====== Information provided ======

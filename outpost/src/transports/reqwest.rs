use std::time::{Duration, Instant};

use ::reqwest::blocking::Client as ReqwestClient;
use ::reqwest::header::RETRY_AFTER;
use ::reqwest::Proxy;

use super::{AsyncTransport, DeliveryResponse, TransportError};
use crate::protocol::DataCategory;
use crate::{ClientOptions, Envelope, Transport};

/// A [`Transport`] that sends envelopes via the [`reqwest`] library.
///
/// When the `transport` feature is enabled this will currently
/// be the default transport.  This is separately enabled by the
/// `reqwest` feature flag.
///
/// Requests are made from the worker thread of an [`AsyncTransport`] with
/// the blocking reqwest client, which is created on that thread on first
/// use.
///
/// [`reqwest`]: https://crates.io/crates/reqwest
pub struct ReqwestHttpTransport {
    inner: AsyncTransport,
}

impl ReqwestHttpTransport {
    /// Creates a new Transport.
    ///
    /// Fails if the options carry no DSN.
    pub fn new(options: &ClientOptions) -> Result<Self, TransportError> {
        Self::new_internal(options, None)
    }

    /// Creates a new Transport that uses the specified [`ReqwestClient`].
    pub fn with_client(
        options: &ClientOptions,
        client: ReqwestClient,
    ) -> Result<Self, TransportError> {
        Self::new_internal(options, Some(client))
    }

    fn new_internal(
        options: &ClientOptions,
        client: Option<ReqwestClient>,
    ) -> Result<Self, TransportError> {
        let dsn = options.dsn.as_ref().ok_or(TransportError::MissingDsn)?;
        let user_agent = options.user_agent.to_string();
        let auth = dsn.to_auth(Some(&user_agent)).to_string();
        let url = dsn.envelope_api_url().to_string();
        let http_proxy = options.http_proxy.as_ref().map(|proxy| proxy.to_string());
        let https_proxy = options.https_proxy.as_ref().map(|proxy| proxy.to_string());

        let mut client = client;
        let inner = AsyncTransport::new(options, move |envelope: Envelope| {
            if client.is_none() {
                client = Some(build_client(
                    http_proxy.as_deref(),
                    https_proxy.as_deref(),
                    &user_agent,
                )?);
            }
            let Some(ref client) = client else {
                return Err(TransportError::ClientBuild("no client".into()));
            };
            let body = envelope.to_vec()?;
            let response = client
                .post(&url)
                .header("X-Sentry-Auth", &auth)
                .header("Content-Type", "application/x-sentry-envelope")
                .body(body)
                .send()?;

            let headers = response.headers();
            let header = |name| {
                headers
                    .get(name)
                    .and_then(|value| value.to_str().ok())
                    .map(str::to_owned)
            };
            Ok(DeliveryResponse {
                status: response.status().as_u16(),
                retry_after: header(RETRY_AFTER.as_str()),
                rate_limits: header("x-sentry-rate-limits"),
            })
        });
        Ok(ReqwestHttpTransport { inner })
    }
}

fn build_client(
    http_proxy: Option<&str>,
    https_proxy: Option<&str>,
    user_agent: &str,
) -> Result<ReqwestClient, TransportError> {
    let mut builder = ReqwestClient::builder().user_agent(user_agent);
    if let Some(url) = http_proxy {
        let proxy = Proxy::http(url).map_err(|err| TransportError::ClientBuild(err.to_string()))?;
        builder = builder.proxy(proxy);
    }
    if let Some(url) = https_proxy {
        let proxy = Proxy::https(url).map_err(|err| TransportError::ClientBuild(err.to_string()))?;
        builder = builder.proxy(proxy);
    }
    builder
        .build()
        .map_err(|err| TransportError::ClientBuild(err.to_string()))
}

impl Transport for ReqwestHttpTransport {
    fn send_envelope(&self, envelope: Envelope) {
        self.inner.send_envelope(envelope)
    }

    fn flush(&self, timeout: Duration) -> bool {
        self.inner.flush(timeout)
    }

    fn flush_until(&self, deadline: Instant) -> bool {
        self.inner.flush_until(deadline)
    }

    fn shutdown(&self, timeout: Duration) -> bool {
        self.inner.shutdown(timeout)
    }

    fn is_rate_limited(&self, category: DataCategory) -> bool {
        self.inner.is_rate_limited(category)
    }
}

======

Task directions:
All of the entries above should be transcribed exactly, line for line.

Result of the task:
filename outpost/src/transports/reqwest.rs
use std::time::{Duration, Instant};

use ::reqwest::blocking::Client as ReqwestClient;
use ::reqwest::header::RETRY_AFTER;
use ::reqwest::Proxy;

use super::{AsyncTransport, DeliveryResponse, TransportError};
use crate::protocol::DataCategory;
use crate::{ClientOptions, Envelope, Transport};

/// A [`Transport`] that sends envelopes via the [`reqwest`] library.
///
/// When the `transport` feature is enabled this will currently
/// be the default transport.  This is separately enabled by the
/// `reqwest` feature flag.
///
/// Requests are made from the worker thread of an [`AsyncTransport`] with
/// the blocking reqwest client, which is created on that thread on first
/// use.
///
/// [`reqwest`]: https://crates.io/crates/reqwest
pub struct ReqwestHttpTransport {
    inner: AsyncTransport,
}

impl ReqwestHttpTransport {
    /// Creates a new Transport.
    ///
    /// Fails if the options carry no DSN.
    pub fn new(options: &ClientOptions) -> Result<Self, TransportError> {
        Self::new_internal(options, None)
    }

    /// Creates a new Transport that uses the specified [`ReqwestClient`].
    pub fn with_client(
        options: &ClientOptions,
        client: ReqwestClient,
    ) -> Result<Self, TransportError> {
        Self::new_internal(options, Some(client))
    }

    fn new_internal(
        options: &ClientOptions,
        client: Option<ReqwestClient>,
    ) -> Result<Self, TransportError> {
        let dsn = options.dsn.as_ref().ok_or(TransportError::MissingDsn)?;
        let user_agent = options.user_agent.to_string();
        let auth = dsn.to_auth(Some(&user_agent)).to_string();
        let url = dsn.envelope_api_url().to_string();
        let http_proxy = options.http_proxy.as_ref().map(|proxy| proxy.to_string());
        let https_proxy = options.https_proxy.as_ref().map(|proxy| proxy.to_string());

        let mut client = client;
        let inner = AsyncTransport::new(options, move |envelope: Envelope| {
            if client.is_none() {
                client = Some(build_client(
                    http_proxy.as_deref(),
                    https_proxy.as_deref(),
                    &user_agent,
                )?);
            }
            let Some(ref client) = client else {
                return Err(TransportError::ClientBuild("no client".into()));
            };
            let body = envelope.to_vec()?;
            let response = client
                .post(&url)
                .header("X-Sentry-Auth", &auth)
                .header("Content-Type", "application/x-sentry-envelope")
                .body(body)
                .send()?;

            let headers = response.headers();
            let header = |name| {
                headers
                    .get(name)
                    .and_then(|value| value.to_str().ok())
                    .map(str::to_owned)
            };
            Ok(DeliveryResponse {
                status: response.status().as_u16(),
                retry_after: header(RETRY_AFTER.as_str()),
                rate_limits: header("x-sentry-rate-limits"),
            })
        });
        Ok(ReqwestHttpTransport { inner })
    }
}

fn build_client(
    http_proxy: Option<&str>,
    https_proxy: Option<&str>,
    user_agent: &str,
) -> Result<ReqwestClient, TransportError> {
    let mut builder = ReqwestClient::builder().user_agent(user_agent);
    if let Some(url) = http_proxy {
        let proxy = Proxy::http(url).map_err(|err| TransportError::ClientBuild(err.to_string()))?;
        builder = builder.proxy(proxy);
    }
    if let Some(url) = https_proxy {
        let proxy = Proxy::https(url).map_err(|err| TransportError::ClientBuild(err.to_string()))?;
        builder = builder.proxy(proxy);
    }
    builder
        .build()
        .map_err(|err| TransportError::ClientBuild(err.to_string()))
}

impl Transport for ReqwestHttpTransport {
    fn send_envelope(&self, envelope: Envelope) {
        self.inner.send_envelope(envelope)
    }

    fn flush(&self, timeout: Duration) -> bool {
        self.inner.flush(timeout)
    }

    fn flush_until(&self, deadline: Instant) -> bool {
        self.inner.flush_until(deadline)
    }

    fn shutdown(&self, timeout: Duration) -> bool {
        self.inner.shutdown(timeout)
    }

    fn is_rate_limited(&self, category: DataCategory) -> bool {
        self.inner.is_rate_limited(category)
    }
}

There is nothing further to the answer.